I tell them I was an orphan. My father passed away before I was born. All my 11 brothers and sisters also died. My mother fed me with the help of a missionary. They trained and hired my mother to work at the clinic, even though she did not attend school. They paid my school fees up to form 4 (grade 11).

Even so, I felt somehow abandoned. I was only with my mother. We didn’t have even an uncle who could advise us. It affected me, to see other children maybe kissing their fathers, hugging their fathers.

My mother advised, “Don’t look for problems, don’t fight. Don’t get pregnant because there is no one who is going to help you. So, study. Get your diploma so you can take charge of yourself.”

I got my diploma, and I got married. Really my husband has become my father, my uncle, a friend with whom I am sharing life. We have five children of our own. My husband is the one who saw the orphan children sitting beside the clinic and had pity on them. He asked me to talk with them.

But when the orphans came to live with us, they brought an imbalance to the family. Our children were not happy to live with them. They fought from time to time.

It’s thanks to training on trauma that I tried to bring peace among them. I understand they have lived through tragic events. They have lost their parents, their things, the mode of life. They have lost all that, but I couldn’t help them forget.

At an MCC conflict resolution training, we were taught a story of a farmer who feeds his pigeons seeds. All the pigeons eat at the same time, at the same place, without any discrimination. I tell my children, “It is the same with you. You are all my children. You all need food and should eat together, like those pigeons. You are asked to love one another. Don’t fight again.”

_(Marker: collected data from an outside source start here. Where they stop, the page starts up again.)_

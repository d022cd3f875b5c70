use std::{
    collections::{HashMap, VecDeque},
    sync::Mutex,
};

use serde_json::{json, Value};
use tokio::sync::oneshot;

use crate::{ApiEnvelope, BrainysApi, ClientError, ClientResult};

/// Result for a mocked request.
/// It can either be a response envelope, an error to return, or a response
/// that is held back until its gate is opened.
pub enum MockResponse {
    Envelope(ApiEnvelope),
    Error(ClientError),
    Gated(oneshot::Receiver<()>, Box<MockResponse>),
}

impl MockResponse {
    /// Construct a `{status: "success", data}` response.
    pub fn success(data: Value) -> Self {
        Self::Envelope(ApiEnvelope {
            status: Some("success".to_string()),
            data,
            ..ApiEnvelope::default()
        })
    }

    /// Construct a response from a raw JSON body.
    pub fn body(body: Value) -> Self {
        match serde_json::from_value::<ApiEnvelope>(body) {
            Ok(envelope) => Self::Envelope(envelope),
            Err(error) => Self::Error(error.into()),
        }
    }

    /// Construct a result that yields the provided error.
    pub fn error(error: ClientError) -> Self {
        Self::Error(error)
    }

    /// Construct a non-success status response carrying `message`.
    pub fn status(status: u16, message: Option<&str>) -> Self {
        let status =
            reqwest::StatusCode::from_u16(status).unwrap_or(reqwest::StatusCode::INTERNAL_SERVER_ERROR);
        Self::Error(ClientError::StatusCode(status, message.map(ToString::to_string)))
    }
}

impl From<ApiEnvelope> for MockResponse {
    fn from(envelope: ApiEnvelope) -> Self {
        Self::Envelope(envelope)
    }
}

impl From<ClientError> for MockResponse {
    fn from(error: ClientError) -> Self {
        Self::Error(error)
    }
}

impl From<Value> for MockResponse {
    fn from(body: Value) -> Self {
        Self::body(body)
    }
}

#[derive(Debug, Clone, Copy, PartialEq, Eq)]
pub enum MockMethod {
    Get,
    Post,
}

/// A request the mock has received.
#[derive(Debug, Clone, PartialEq)]
pub struct TrackedRequest {
    pub method: MockMethod,
    pub path: String,
    pub body: Option<Value>,
}

#[derive(Default)]
struct MockApiState {
    mocked_responses: HashMap<String, VecDeque<MockResponse>>,
    tracked_requests: Vec<TrackedRequest>,
}

impl MockApiState {
    fn reset(&mut self) {
        self.tracked_requests.clear();
    }

    fn restore(&mut self) {
        self.mocked_responses.clear();
        self.reset();
    }
}

/// A mock service for testing that tracks requests and yields predefined
/// responses, queued per path.
#[derive(Default)]
pub struct MockApi {
    state: Mutex<MockApiState>,
}

impl MockApi {
    /// Construct a new mock service instance.
    pub fn new() -> Self {
        Self::default()
    }

    /// Enqueue a mocked response for `path`.
    pub fn enqueue<R>(&self, path: &str, response: R) -> &Self
    where
        R: Into<MockResponse>,
    {
        let mut state = self.state.lock().expect("mock state poisoned");
        state
            .mocked_responses
            .entry(path.to_string())
            .or_default()
            .push_back(response.into());
        drop(state);
        self
    }

    /// Convenience to enqueue a `{status: "success", data}` response.
    pub fn enqueue_success(&self, path: &str, data: Value) -> &Self {
        self.enqueue(path, MockResponse::success(data))
    }

    /// Enqueue a response that is only delivered once the returned sender
    /// is used (or dropped).
    pub fn enqueue_gated<R>(&self, path: &str, response: R) -> oneshot::Sender<()>
    where
        R: Into<MockResponse>,
    {
        let (sender, receiver) = oneshot::channel();
        self.enqueue(path, MockResponse::Gated(receiver, Box::new(response.into())));
        sender
    }

    /// Retrieve the tracked requests accumulated so far.
    pub fn tracked_requests(&self) -> Vec<TrackedRequest> {
        let state = self.state.lock().expect("mock state poisoned");
        state.tracked_requests.clone()
    }

    /// Tracked requests sent to `path`.
    pub fn requests_to(&self, path: &str) -> Vec<TrackedRequest> {
        self.tracked_requests()
            .into_iter()
            .filter(|request| request.path == path)
            .collect()
    }

    /// Reset tracked requests without touching enqueued responses.
    pub fn reset(&self) {
        let mut state = self.state.lock().expect("mock state poisoned");
        state.reset();
    }

    /// Clear both tracked requests and enqueued responses.
    pub fn restore(&self) {
        let mut state = self.state.lock().expect("mock state poisoned");
        state.restore();
    }

    async fn respond(&self, request: TrackedRequest) -> ClientResult<ApiEnvelope> {
        let path = request.path.clone();
        let response = {
            let mut state = self.state.lock().expect("mock state poisoned");
            state.tracked_requests.push(request);
            state
                .mocked_responses
                .get_mut(&path)
                .and_then(VecDeque::pop_front)
        };

        let mut response = response.ok_or_else(|| {
            ClientError::Invariant(format!("no mocked response available for {path}"))
        })?;

        loop {
            match response {
                MockResponse::Envelope(envelope) => return Ok(envelope),
                MockResponse::Error(error) => return Err(error),
                MockResponse::Gated(gate, inner) => {
                    let _ = gate.await;
                    response = *inner;
                }
            }
        }
    }
}

#[async_trait::async_trait]
impl BrainysApi for MockApi {
    async fn get(&self, path: &str) -> ClientResult<ApiEnvelope> {
        self.respond(TrackedRequest {
            method: MockMethod::Get,
            path: path.to_string(),
            body: None,
        })
        .await
    }

    async fn post(&self, path: &str, body: Value) -> ClientResult<ApiEnvelope> {
        self.respond(TrackedRequest {
            method: MockMethod::Post,
            path: path.to_string(),
            body: Some(body),
        })
        .await
    }
}

/// A `/user-profile` payload with the given credit figures.
pub fn profile_data(limit: i64, used: i64, package_name: &str) -> Value {
    json!({
        "credits": { "limit": limit, "used": used, "credit": limit - used },
        "package": [{ "package_name": package_name }]
    })
}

I love our adopted children. I’m always near them. I buy them the same clothes as my own children. It is in this way that I try to treat their emotional situation. I advise them that God remains the master of all who live on Earth. That they should go to church to follow the message of God since he is the solution to all problems. These days, they are living in peace.

My faith has been growing since my childhood. My position with God is good. Death comes suddenly. If I die today, I will go to see God. This is what is pushing me to do good things.

I no longer feel alone and abandoned. Now, when I have a problem, all the displaced people come near me. When I have laundry, they tell me, “Madam, you have to stop. Let us wash your clothes.” When they go to the fields, they say, “We have to start by farming the field of the mother. Then we will do ours.”